La représentante de l'appelant a soutenu que la décision rendue par la Commission du tarif dans l'affaire Aisco Industrial Safety Apparel c. Le sous - ministre du Revenu national pour les douanes et l'accise [3] a trait à une question qui ressemble beaucoup à celle de la présente cause, car elle porte sur le même type de marchandises. Dans la cause précitée, la Commission du tarif a conclu qu'il existait d'importantes différences entre les marchandises en question et les marchandises canadiennes, notamment pour ce qui est du poids, de la puissance et de la traction. La représentante de l'appelant a soutenu que les éléments de preuve montrent qu'il existe manifestement une différence importante entre les triporteurs importés et les triporteurs fabriqués au Canada en ce qui touche la capacité au gravissement. À son avis, lorsque le conducteur est une personne plus lourde, lorsqu'il doit franchir des pentes plus abruptes (p. ex. en terrain accidenté) ou lorsque le rayon de braquage est réduit, il n'a d'autre choix que d'acheter le triporteur importé. En outre, elle a demandé au Tribunal de déterminer si Ranger peut être considérée un fabricant canadien de triporteurs.

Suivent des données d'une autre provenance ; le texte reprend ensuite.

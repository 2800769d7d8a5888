//! Capability interfaces the browse application is composed from
//!
//! These replace ambient application settings: which backend serves
//! documents is decided once, at composition time, by handing concrete
//! implementations of these traits to the application.

use async_trait::async_trait;
use serde::{Deserialize, Serialize};

use eprint::{ArticleId, DocMetadata};

use crate::error::Result;

/// One page of a month listing
#[derive(Debug, Clone, Serialize, Deserialize)]
pub struct ArticleListing {
    /// Current-version metadata, ordered by article id
    pub items: Vec<DocMetadata>,

    /// Total number of articles in the month, across all pages
    pub total: u64,
}

/// Provider of abstract-page documents
#[async_trait]
pub trait AbstractSource: Send + Sync {
    /// Metadata of `version` of the article, or of the latest version when
    /// `version` is `None`
    async fn get_abs(
        &self,
        article_id: &ArticleId,
        version: Option<u32>,
    ) -> Result<DocMetadata>;
}

/// Provider of month listing pages
#[async_trait]
pub trait ListingSource: Send + Sync {
    /// Articles announced under `category` in the `yymm` month, current
    /// versions only, ordered by article id
    ///
    /// A month with no announcements is an empty listing, not an error.
    async fn articles_for_month(
        &self,
        category: &str,
        yymm: &str,
        limit: u32,
        offset: u32,
    ) -> Result<ArticleListing>;
}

L'avocat de l'intimé a fait valoir qu'il incombe à l'appelant de démontrer sans équivoque que les marchandises en question sont visées par l'exception mentionnée au code tarifaire 2530. Selon lui, la formulation utilisée dans l'affaire Aisco est déterminante dans la présente cause. En conséquence, l'appelant doit prouver que les marchandises en question représentent, en raison de leurs caractéristiques sensiblement différentes, un type différent de triporteur. Il a soutenu que compte tenu d'éléments de preuve indépendants déposés auprès du Tribunal, ces différences ne s'appliquent pas à la présente cause. Il se peut qu'il y ait des différences au chapitre de la qualité des divers triporteurs dont il a été question au cours de l'audience, mais celles-ci ne permettent pas de conclure que le meilleur triporteur est un triporteur différent. Enfin, pour ce qui est de Ranger, l'avocat de l'intimé a prétendu qu'aucun élément de preuve ne laisse supposer que cette société n'est pas un fabricant.

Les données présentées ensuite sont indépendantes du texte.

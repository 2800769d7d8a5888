//! Server configuration management

use std::str::FromStr;

use serde::{Deserialize, Serialize};

use crate::error::{ApiError, Result};

/// Which backend family serves documents and listings
#[derive(Debug, Clone, Copy, PartialEq, Eq, Serialize, Deserialize)]
#[serde(rename_all = "lowercase")]
pub enum DocumentBackend {
    /// Relational database (PostgreSQL, or SQLite for tests)
    Db,

    /// Filesystem document store
    Fs,

    /// In-memory fake
    Fake,
}

impl FromStr for DocumentBackend {
    type Err = ApiError;

    fn from_str(s: &str) -> Result<Self> {
        match s.to_lowercase().as_str() {
            "db" => Ok(Self::Db),
            "fs" => Ok(Self::Fs),
            "fake" => Ok(Self::Fake),
            other => Err(ApiError::Config(format!(
                "Invalid DOCUMENT_BACKEND value: {other}"
            ))),
        }
    }
}

/// Server configuration
#[derive(Debug, Clone, Serialize, Deserialize)]
pub struct ServerConfig {
    /// Host to bind to
    pub host: String,

    /// Port to bind to
    pub port: u16,

    /// Backend family documents and listings are served from
    pub document_backend: DocumentBackend,

    /// Database connection URL (db backend)
    pub database_url: Option<String>,

    /// Root of the filesystem document store (fs backend)
    pub document_store_path: Option<String>,

    /// Whether links to LaTeXML-converted HTML papers are offered at all
    pub latexml_enabled: bool,

    /// Root under which converted HTML papers are published
    pub latexml_base_url: String,

    /// Maximum page size for listings
    pub max_listing_page: u32,
}

impl ServerConfig {
    /// Load configuration from environment variables
    pub fn from_env() -> Result<Self> {
        Ok(Self {
            host: std::env::var("HOST").unwrap_or_else(|_| "0.0.0.0".to_string()),
            port: std::env::var("PORT")
                .unwrap_or_else(|_| "3000".to_string())
                .parse()
                .map_err(|_| ApiError::Config("Invalid PORT value".to_string()))?,
            document_backend: std::env::var("DOCUMENT_BACKEND")
                .unwrap_or_else(|_| "db".to_string())
                .parse()?,
            database_url: std::env::var("DATABASE_URL").ok(),
            document_store_path: std::env::var("DOCUMENT_STORE_PATH").ok(),
            latexml_enabled: std::env::var("LATEXML_ENABLED")
                .map(|s| s.to_lowercase() == "true")
                .unwrap_or(false),
            latexml_base_url: std::env::var("LATEXML_BASE_URL")
                .unwrap_or_else(|_| "http://localhost:3000/latexml".to_string()),
            max_listing_page: std::env::var("MAX_LISTING_PAGE")
                .unwrap_or_else(|_| "250".to_string())
                .parse()
                .map_err(|_| ApiError::Config("Invalid MAX_LISTING_PAGE value".to_string()))?,
        })
    }
}

impl Default for ServerConfig {
    fn default() -> Self {
        Self {
            host: "0.0.0.0".to_string(),
            port: 3000,
            document_backend: DocumentBackend::Fake,
            database_url: None,
            document_store_path: None,
            latexml_enabled: false,
            latexml_base_url: "http://localhost:3000/latexml".to_string(),
            max_listing_page: 250,
        }
    }
}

Après avoir examiné les éléments de preuve et tenu compte des arguments qui lui ont été présentés, le Tribunal est d'avis que l'appel doit être rejeté. Comme il a déjà été mentionné, la question en litige dans le présent appel est restreinte, à savoir si les triporteurs en question comportent des caractéristiques suffisamment différentes de celles des triporteurs de fabrication canadienne pour être admissibles à l'avantage du code tarifaire 2530. Il convient de faire remarquer que les parties n'ont pas contesté le fait que des triporteurs soient fabriqués au Canada en quantités suffisantes pour satisfaire aux exigences du paragraphe 12(1) du Tarif des douanes [4] et du décret [5] y afférent pris aux termes du paragraphe 12(2) du Tarif des douanes. Pour ce qui est de l'argument de la représentante de l'appelant au sujet de Ranger, le Tribunal est convaincu, à la lumière des éléments de preuve qui lui ont été soumis, et plus particulièrement des explications de M. McBurnie au sujet des activités de la société, que cette entreprise fabrique des marchandises.

Le Tribunal est d'avis que la présente cause est différente de l'affaire Aisco. Comme l'a fait remarquer l'avocat de l'intimé, les triporteurs fabriqués ou produits actuellement au Canada sont des véhicules plus perfectionnés que ceux dont il était question dans la cause Aisco. À cet égard, les éléments de preuve déposés au cours de l'audience au sujet des caractéristiques des triporteurs fabriqués au Canada sont explicites quant aux capacités de ces marchandises.

De plus, le Tribunal n'a pas été convaincu que les différences entre le modèle Triumph 4390 d'Ortho-Kinetics et les triporteurs fabriqués au Canada sont suffisamment importantes pour que les marchandises en question soient considérées comme des triporteurs d'une classe ou d'une espèce non faite au Canada. Il n'y a pas de doute qu'il existe des différences entre ces marchandises et, à cet égard, il se peut fort bien que le succès qu'a connu le modèle Triumph 4390 sur le marché ontarien ces dernières années soit attribuable à ces différences (p. ex. une présentation plus soignée). Cependant, de l'avis du Tribunal, ces différences ne sont pas suffisantes pour faire du modèle Triumph 4390 un triporteur d'une espèce différente. Les marchandises en question et les triporteurs fabriqués au Canada représentent des produits passablement semblables qui sont destinés à une même clientèle. Selon les propos sincères de M. Vincent, il peut être affirmé sans risque d'erreur que le modèle Triumph 4390 partage le même créneau que les triporteurs fabriqués au Canada.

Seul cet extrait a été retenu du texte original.